# Your assignment
What you return must match the records character for character.

[Records shown — start]

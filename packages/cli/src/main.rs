mod commands;
mod config;

use clap::{Parser, Subcommand};
use colored::Colorize;
use commands::{check, new_block, replay, CheckArgs, NewArgs, ReplayArgs};
use std::path::PathBuf;
use tracing_subscriber::EnvFilter;

/// Blockforge CLI - inspect and replay block editor documents
#[derive(Parser, Debug)]
#[command(name = "blockforge")]
#[command(author, version, about, long_about = None)]
struct Cli {
    /// Editor config (defaults to ./blockforge.config.json when present)
    #[arg(long, global = true)]
    config: Option<PathBuf>,

    /// Log editor operations
    #[arg(short, long, global = true)]
    verbose: bool,

    #[command(subcommand)]
    command: Command,
}

#[derive(Subcommand, Debug)]
enum Command {
    /// Validate a block document's structure
    Check(CheckArgs),

    /// Apply a script of surface messages to a document
    Replay(ReplayArgs),

    /// Print a new block with catalog defaults
    New(NewArgs),
}

fn init_tracing(verbose: bool) {
    let filter = EnvFilter::try_from_default_env()
        .unwrap_or_else(|_| EnvFilter::new(if verbose { "debug" } else { "warn" }));
    tracing_subscriber::fmt()
        .with_env_filter(filter)
        .with_writer(std::io::stderr)
        .init();
}

fn run(cli: Cli) -> anyhow::Result<()> {
    let cwd = std::env::current_dir()?;
    let config = config::load(&cwd, cli.config.as_deref())?;

    match cli.command {
        Command::Check(args) => check(args),
        Command::Replay(args) => replay(args, &config),
        Command::New(args) => new_block(args),
    }
}

fn main() {
    let cli = Cli::parse();
    init_tracing(cli.verbose);

    if let Err(err) = run(cli) {
        eprintln!();
        eprintln!("{} {:#}", "Error:".red().bold(), err);
        eprintln!();
        std::process::exit(1);
    }
}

[Records shown — finish]

# Reply to the exercise
filename packages/cli/src/main.rs
mod commands;
mod config;

use clap::{Parser, Subcommand};
use colored::Colorize;
use commands::{check, new_block, replay, CheckArgs, NewArgs, ReplayArgs};
use std::path::PathBuf;
use tracing_subscriber::EnvFilter;

/// Blockforge CLI - inspect and replay block editor documents
#[derive(Parser, Debug)]
#[command(name = "blockforge")]
#[command(author, version, about, long_about = None)]
struct Cli {
    /// Editor config (defaults to ./blockforge.config.json when present)
    #[arg(long, global = true)]
    config: Option<PathBuf>,

    /// Log editor operations
    #[arg(short, long, global = true)]
    verbose: bool,

    #[command(subcommand)]
    command: Command,
}

#[derive(Subcommand, Debug)]
enum Command {
    /// Validate a block document's structure
    Check(CheckArgs),

    /// Apply a script of surface messages to a document
    Replay(ReplayArgs),

    /// Print a new block with catalog defaults
    New(NewArgs),
}

fn init_tracing(verbose: bool) {
    let filter = EnvFilter::try_from_default_env()
        .unwrap_or_else(|_| EnvFilter::new(if verbose { "debug" } else { "warn" }));
    tracing_subscriber::fmt()
        .with_env_filter(filter)
        .with_writer(std::io::stderr)
        .init();
}

fn run(cli: Cli) -> anyhow::Result<()> {
    let cwd = std::env::current_dir()?;
    let config = config::load(&cwd, cli.config.as_deref())?;

    match cli.command {
        Command::Check(args) => check(args),
        Command::Replay(args) => replay(args, &config),
        Command::New(args) => new_block(args),
    }
}

fn main() {
    let cli = Cli::parse();
    init_tracing(cli.verbose);

    if let Err(err) = run(cli) {
        eprintln!();
        eprintln!("{} {:#}", "Error:".red().bold(), err);
        eprintln!();
        std::process::exit(1);
    }
}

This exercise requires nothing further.